A new in-console notification banner now appears when installed engines or modules are running out of date, giving administrators immediate visibility without manual version checks. A global staleness threshold can be configured in days, with the option to override it per engine. Complementing this, a new health check configuration option lets teams define a time-limit threshold for engine updates — so if any engine has not updated within the configured window, it is automatically surfaced in health status monitoring — with the option to set per-engine threshold overrides for fine-grained control over which engines are held to stricter update windows.

Free disk space is now a supported health check condition, alerting administrators before storage constraints can disrupt scanning operations. Disk IO metrics are also now tracked on both Linux and Windows, providing a new visibility layer for resource monitoring in performance-sensitive deployments.

License expiry warnings now appear at 30, 15, and 7-day thresholds, giving operations teams enough lead time to manage renewals without service interruption. Engine and database update failures now trigger email notifications as well, closing a blind spot where failed updates could go undetected until the next scheduled check.

MetaDefender Core now includes a built-in proxy connection test in the management console, allowing administrators to verify proxy reachability and credentials without leaving the interface. This makes troubleshooting connectivity issues faster and removes guesswork from network configuration changes.

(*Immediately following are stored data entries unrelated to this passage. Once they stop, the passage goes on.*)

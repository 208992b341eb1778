//! Step records and traces
//!
//! A [`Trace`] is the finished product of either backend: an ordered list of
//! [`StepRecord`]s, index 0 being the state before the first line runs. Records
//! are immutable once pushed and each owns its own [`Environment`].
//!
//! The [`capture`] submodule holds the output sink used to isolate program output
//! while a trace is being recorded.

pub mod capture;

use crate::memory::Environment;
use serde::ser::{Serialize, SerializeMap, SerializeSeq, Serializer};
use std::fmt;

/// Status of a step
#[derive(Debug, Clone, Copy, PartialEq, Eq)]
pub enum StepKind {
    Normal,
    Error,
    Finished,
}

impl StepKind {
    /// Event name used in the JSON export
    pub fn event_name(self) -> &'static str {
        match self {
            StepKind::Normal => "step",
            StepKind::Error => "error",
            StepKind::Finished => "finish",
        }
    }

    pub fn is_terminal(self) -> bool {
        !matches!(self, StepKind::Normal)
    }
}

/// Where a terminal error came from
#[derive(Debug, Clone, Copy, PartialEq, Eq)]
pub enum ErrorOrigin {
    /// The traced program raised an uncaught fault
    Program,
    /// The trace hit a step or output limit
    Truncated,
    /// The engine itself failed while recording
    Engine,
}

impl ErrorOrigin {
    pub fn name(self) -> &'static str {
        match self {
            ErrorOrigin::Program => "program",
            ErrorOrigin::Truncated => "truncated",
            ErrorOrigin::Engine => "engine",
        }
    }
}

/// Error attached to a terminal step
#[derive(Debug, Clone, PartialEq, Eq)]
pub struct StepError {
    pub origin: ErrorOrigin,
    pub message: String,
}

impl StepError {
    pub fn program(message: impl Into<String>) -> Self {
        StepError {
            origin: ErrorOrigin::Program,
            message: message.into(),
        }
    }

    pub fn truncated(message: impl Into<String>) -> Self {
        StepError {
            origin: ErrorOrigin::Truncated,
            message: message.into(),
        }
    }

    pub fn engine(message: impl Into<String>) -> Self {
        StepError {
            origin: ErrorOrigin::Engine,
            message: message.into(),
        }
    }
}

impl fmt::Display for StepError {
    fn fmt(&self, f: &mut fmt::Formatter<'_>) -> fmt::Result {
        write!(f, "{}", self.message)
    }
}

/// One checkpoint of program execution
#[derive(Debug, Clone, PartialEq)]
pub struct StepRecord {
    /// 1-based line about to execute; `None` means no line is highlighted
    pub line: Option<usize>,
    pub variables: Environment,
    /// Everything the program has printed so far
    pub output: String,
    pub error: Option<StepError>,
    pub kind: StepKind,
}

impl StepRecord {
    pub fn normal(line: usize, variables: Environment, output: impl Into<String>) -> Self {
        StepRecord {
            line: Some(line),
            variables,
            output: output.into(),
            error: None,
            kind: StepKind::Normal,
        }
    }

    pub fn error(variables: Environment, output: impl Into<String>, error: StepError) -> Self {
        StepRecord {
            line: None,
            variables,
            output: output.into(),
            error: Some(error),
            kind: StepKind::Error,
        }
    }

    pub fn finished(variables: Environment, output: impl Into<String>) -> Self {
        StepRecord {
            line: None,
            variables,
            output: output.into(),
            error: None,
            kind: StepKind::Finished,
        }
    }

    pub fn is_terminal(&self) -> bool {
        self.kind.is_terminal()
    }
}

impl Serialize for StepRecord {
    fn serialize<S: Serializer>(&self, serializer: S) -> Result<S::Ok, S::Error> {
        let mut map = serializer.serialize_map(None)?;
        match self.line {
            Some(line) => map.serialize_entry("line", &line)?,
            None => map.serialize_entry("line", &-1)?,
        }
        map.serialize_entry("variables", &self.variables)?;
        map.serialize_entry("stdout", &self.output)?;
        if let Some(error) = &self.error {
            map.serialize_entry("error", &error.message)?;
            map.serialize_entry("origin", error.origin.name())?;
        }
        map.serialize_entry("event", self.kind.event_name())?;
        map.end()
    }
}

/// Ordered, append-only list of step records
#[derive(Debug, Clone, PartialEq, Default)]
pub struct Trace {
    steps: Vec<StepRecord>,
    /// Output bytes held across all records
    output_bytes: usize,
}

impl Trace {
    pub fn new() -> Self {
        Trace {
            steps: Vec::new(),
            output_bytes: 0,
        }
    }

    /// Append a record. Records pushed after a terminal record are dropped.
    pub fn push(&mut self, record: StepRecord) {
        if self.is_terminated() {
            tracing::warn!(kind = ?record.kind, "record pushed after terminal step ignored");
            return;
        }
        self.output_bytes += record.output.len();
        self.steps.push(record);
    }

    pub fn get(&self, index: usize) -> Option<&StepRecord> {
        self.steps.get(index)
    }

    pub fn first(&self) -> Option<&StepRecord> {
        self.steps.first()
    }

    pub fn last(&self) -> Option<&StepRecord> {
        self.steps.last()
    }

    pub fn len(&self) -> usize {
        self.steps.len()
    }

    pub fn is_empty(&self) -> bool {
        self.steps.is_empty()
    }

    /// Whether the last record is an Error or Finished step
    pub fn is_terminated(&self) -> bool {
        self.steps.last().is_some_and(StepRecord::is_terminal)
    }

    pub fn iter(&self) -> std::slice::Iter<'_, StepRecord> {
        self.steps.iter()
    }

    pub fn steps(&self) -> &[StepRecord] {
        &self.steps
    }

    /// Sum of the cumulative output stored by every record
    pub fn output_bytes(&self) -> usize {
        self.output_bytes
    }
}

impl<'a> IntoIterator for &'a Trace {
    type Item = &'a StepRecord;
    type IntoIter = std::slice::Iter<'a, StepRecord>;

    fn into_iter(self) -> Self::IntoIter {
        self.steps.iter()
    }
}

impl Serialize for Trace {
    fn serialize<S: Serializer>(&self, serializer: S) -> Result<S::Ok, S::Error> {
        let mut seq = serializer.serialize_seq(Some(self.steps.len()))?;
        for step in &self.steps {
            seq.serialize_element(step)?;
        }
        seq.end()
    }
}

/// A trace together with any engine diagnostics raised while producing it.
///
/// Diagnostics are the out-of-band channel for engine faults; they never appear
/// as step records unless a partial trace exists to attach them to.
#[derive(Debug, Clone, Default)]
pub struct TraceOutcome {
    pub trace: Trace,
    pub diagnostics: Vec<String>,
}

impl TraceOutcome {
    pub fn new(trace: Trace) -> Self {
        TraceOutcome {
            trace,
            diagnostics: Vec::new(),
        }
    }
}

Compliance teams and security operations need records they can produce quickly and with confidence. This release extends the reporting and visibility capabilities within MetaDefender Core across two areas that come up consistently in customer feedback.

The SBOM PDF export has been updated to include additional fields requested for compliance frameworks such as CERT-in, supporting more complete software supply chain documentation for regulatory reporting. For organizations tracking software provenance and component integrity as part of procurement or compliance workflows, this reduces the manual work required to supplement standard SBOM outputs for submission.

This section covers important notices for changes coming in future releases, including end-of-life (EOL) platform announcements and infrastructure requirements. We recommend reviewing these items now to plan accordingly and avoid disruption to your environment.

As part of OPSWAT’s ongoing platform modernization, MetaDefender Core and its engines now require Microsoft Visual C++ Redistributable for Visual Studio 2015–2022 (x64), version 14.44 or later on Windows hosts.

If your servers already meet this requirement, no action is needed - you can verify under Windows Control Panel → Programs and Features. If not, here’s what to plan for:

• Upgrading to MetaDefender Core v5.20.0 (ETA end of June): VC++ Redistributable 14.44 or later must be installed before upgrading - the v5.20.0 installer will fail without it. We recommend completing the update within the next 30 days.
• The next releases of File Type Detection, Archive Extraction, Deep CDR™ Technology, and Country of Origin engines (all version 8.0.0, ETA mid-June) also require VC++ Redistributable v14.44+. Without it, new engine deployments will show as “permanently failed” in the Management Console. Your currently active engine versions continue to function - there is no downtime - but detection coverage will fall behind as engine updates cannot be applied.

If you cannot install VC++ Redistributable immediately, you can temporarily pin the affected engines to their current working versions to suppress the “permanently failed” status. Once VC++ Redistributable is installed, unpin the engines and MetaDefender Core will automatically roll out the latest versions.